Opinión

¿Dónde se van a poner nuevos radares de tráfico?

Sábado 05 de enero de 2013
Las normas de Tráfico que prepara el Gobierno están llenas de sentido común. Se ha demostrado que la mayoría de los accidentes se produce en las llamadas carreteras convencionales, las que tienen un solo carril por sentido, por lo que habría que reducir el límite de velocidad en estas carreteras. Y, al mismo tiempo, también se proponen aumentar la velocidad en las autopistas de peaje a 140 kilómetros por hora, algo lógico por la seguridad de dichas carreteras y por la seguridad de los coches actuales.

Es verdad, que la d decisión de aumentar el límite de velocidad en las autopistas de peaje obedece, en buena parte, a la mala situación económica que atraviesan las empresas que las gestionan. Y si se aumentara el límite de velocidad parece evidente que aumentaría el número de conductores dispuestos a pagar el peaje para poder viajar a más velocidad. En cualquier caso, la mayoría lo agradecerá pues es absurdo limitar la velocidad a 120 kilómetros por hora en unas carreteras que ofrecen seguridad y comodidad.

La cuestión que se plantean ahora los expertos que trabajan en el borrador de las nuevas normas de tráfico es dónde instalar los radares que controlan la velocidad. Hay que reconocer que de los pocos aciertos del Gobierno de Zapatero, gracias a Pere Navarro, fue la implantación del carné por puntos. Aunque nadie duda de que la masiva implantación de radares tenía, y sigue teniendo, como objetivo principal la descomunal recaudación de la Administración por el aumento de las multas.

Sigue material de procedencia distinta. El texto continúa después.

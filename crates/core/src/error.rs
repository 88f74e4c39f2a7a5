use crate::types::DbId;

#[derive(Debug, thiserror::Error)]
pub enum CoreError {
    #[error("Entity not found: {entity} with id {id}")]
    NotFound { entity: &'static str, id: DbId },

    #[error("Validation failed: {0}")]
    Validation(String),

    #[error("Conflict: {0}")]
    Conflict(String),

    #[error("Unauthorized: {0}")]
    Unauthorized(String),

    #[error("Forbidden: {0}")]
    Forbidden(String),

    #[error("Internal error: {0}")]
    Internal(String),
}

/// Failure of the order update workflow.
///
/// Every variant is terminal for the call: the transaction has already been
/// rolled back by the time the caller sees it.
#[derive(Debug, Clone, PartialEq, Eq, thiserror::Error)]
pub enum OrderUpdateError {
    /// The order being updated does not exist.
    #[error("Order {0} not found")]
    OrderNotFound(DbId),

    /// A line item references a service id missing from the catalog.
    #[error("Service ID {0} does not exist.")]
    UnknownService(DbId),

    /// Any failure reported by the store (query, constraint, connectivity).
    /// The driver's message is passed through verbatim.
    #[error("{0}")]
    Database(String),
}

Pero los expertos más sensatos plantean ahora que, puesto que la mayoría de los accidentes se producen en las carreteras convencionales, habría que instalar los nuevos radares en dichas carreteras, pues apenas existen por el escaso tráfico que tienen y, por tanto, por la escasa rentabilidad a la hora de la recaudación.

Aunque buena parte de los accidentes se producen, además de por el exceso de velocidad, por el lamentable estado en que se encuentran muchos tramos de tales carreteras. De modo, que además de instalar más radares, habría que poner manos a la obra y arreglar el trazado y el asfalto para evitar tantos accidentes. Pues, además de recaudar, también hay que invertir.

Y ése es, de momento, el secreto por descubrir de las nuevas normas de tráfico. Las ciudades, las autovías y las autopistas están repletas de radares, pues en ellas es donde la Administración obtiene suculentos beneficios recaudatorios. Pero si de lo que se trata es de evitar accidentes, además de rebajar la velocidad en las carreteras convencionales, habría que instalar en ellas dichos radares. El dilema está servido. Y la decisión final demostrará si el Gobierno está más interesado en evitar los accidentes o en llenar la caja de dinero, que en estos tiempos de crisis parece ser uno de los más suculentos ingresos del Estado.